The distinguishing characteristic of platform economy companies is that they generally have high market value while owning no assets and having few employees. The world’s largest movie house owns no cinemas (Netflix). One of the largest and most valuable retailers in the world owns no inventory (Alibaba). The largest personal transportation company owns no vehicles (Uber). The list could go on. Amazon, of course, has been the quintessential platform company, although its acquisition of Whole Foods now extends its capabilities beyond digital.

But there’s a new kid on the block of platform-economy companies, and that entrant is Brandless. What is its model? And what does the whole notion of the platform economy have to do with the insurance industry?

See also: Lessons From 3 Undisrupted Brands  

The Brandless Brand

Brandless is a new online grocery retailer with a simple value proposition. Every item for sale is three dollars. The company provides healthy, socially conscious options such as organic, gluten-free, vegan and environmentally friendly products, obtained by fair trade principles. Although the company is not selling name brand items like Amazon and other online retailers do, Brandless is nonetheless connecting suppliers that create the products to buyers that are looking for items with these characteristics. It could be just another of many online-only retailers that are based on a digital platform. Or it could grow to become a dominant force in grocery. The irony is that the biggest challenge it may face is building the Brandless brand, something that is already underway despite the company name.

Insurance and the Platform Economy

There are three implications for the insurance industry from the platform economy overall. First, and perhaps foremost, is how customers and their risks are evolving. Platform companies are reshaping industries, becoming companies with major insurance needs in their own rights while causing incumbents in their industries to rethink their businesses or venture into building their own digital platforms. In addition, the risk profile is different for these platform-based businesses, as they are likely to have huge cyber-risk exposure but limited needs for workers’ comp and property coverages.

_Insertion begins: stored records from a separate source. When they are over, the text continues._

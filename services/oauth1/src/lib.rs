//! OAuth 1.0a HMAC-SHA1 signer.
//!
//! The signing is split into two stages:
//!
//! - [`RequestSigner::assemble`] turns a [`SigningRequest`](oauthsign_core::SigningRequest)
//!   into a fully signed request without doing any I/O.
//! - [`Signer::send`](oauthsign_core::Signer::send) sends it through the transport
//!   carried by [`Context`](oauthsign_core::Context).
//!
//! ```no_run
//! use oauthsign_core::{Context, Signer, SigningRequest};
//! use oauthsign_oauth1::{DeliveryMode, RequestSigner, StaticCredentialProvider};
//!
//! # async fn example(ctx: Context) -> oauthsign_core::Result<()> {
//! let loader = StaticCredentialProvider::new("consumer_key", "consumer_secret")
//!     .with_token("token", "token_secret");
//! let builder = RequestSigner::new("api.example.com").with_delivery_mode(DeliveryMode::Header);
//! let signer = Signer::new(ctx, loader, builder);
//!
//! let body = signer
//!     .send(&SigningRequest::get("/statuses").with_query("count", "10"))
//!     .await?;
//! println!("{body}");
//! # Ok(())
//! # }
//! ```

mod constants;
pub use constants::{
    OAUTH1_CONSUMER_KEY, OAUTH1_CONSUMER_SECRET, OAUTH1_DELIVERY_MODE, OAUTH1_HOST,
    OAUTH1_SCHEME, OAUTH1_TOKEN, OAUTH1_TOKEN_SECRET,
};

mod encode;
pub use encode::{encode, encode_form};

mod parameters;
pub use parameters::{form_string, parameter_string, ProtocolParameters};

mod base_string;
pub use base_string::{base_string, base_url};

mod signature;
pub use signature::{digest, sign, signing_key};

mod nonce;
pub use nonce::{GenerateNonce, RandomNonce, StaticNonce, NONCE_LENGTH};

mod credential;
pub use credential::Credential;

mod config;
pub use config::{parse_scheme, Config, DeliveryMode};

mod sign_request;
pub use sign_request::{authorization_header, RequestSigner};

mod provide_credential;
pub use provide_credential::{EnvCredentialProvider, StaticCredentialProvider};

The second implication for insurers is that other emerging “economies” such as the sharing economy and the gig economy are based on digital platforms. They are “instances” of a platform economy. For example, the gig economy enables independent individuals to offer their labor and skills to a company or another individual who needs it, with the platform operator taking a fee for making the connection. The sharing economy, in particular, is already important for insurers, as it influences the ownership and use of assets by individuals, such as cars, homes, and bikes.

Finally, insurers must consider the rise of the platform economy models in the insurance industry. The early models tend to be digital agents and brokers, performing a similar function to live agents today, but doing it via modern digital platforms that may be easier, faster and lower-cost than traditional distribution channels. It is generally understood that digital agents will have a big impact on certain segments of the insurance industry. It remains to be seen if the platform economy model will succeed in other parts of insurance, such as for peer-to-peer insurers, claim repair networks or subsets of the gig economy for insurance industry professionals like adjusters and loss-control engineers.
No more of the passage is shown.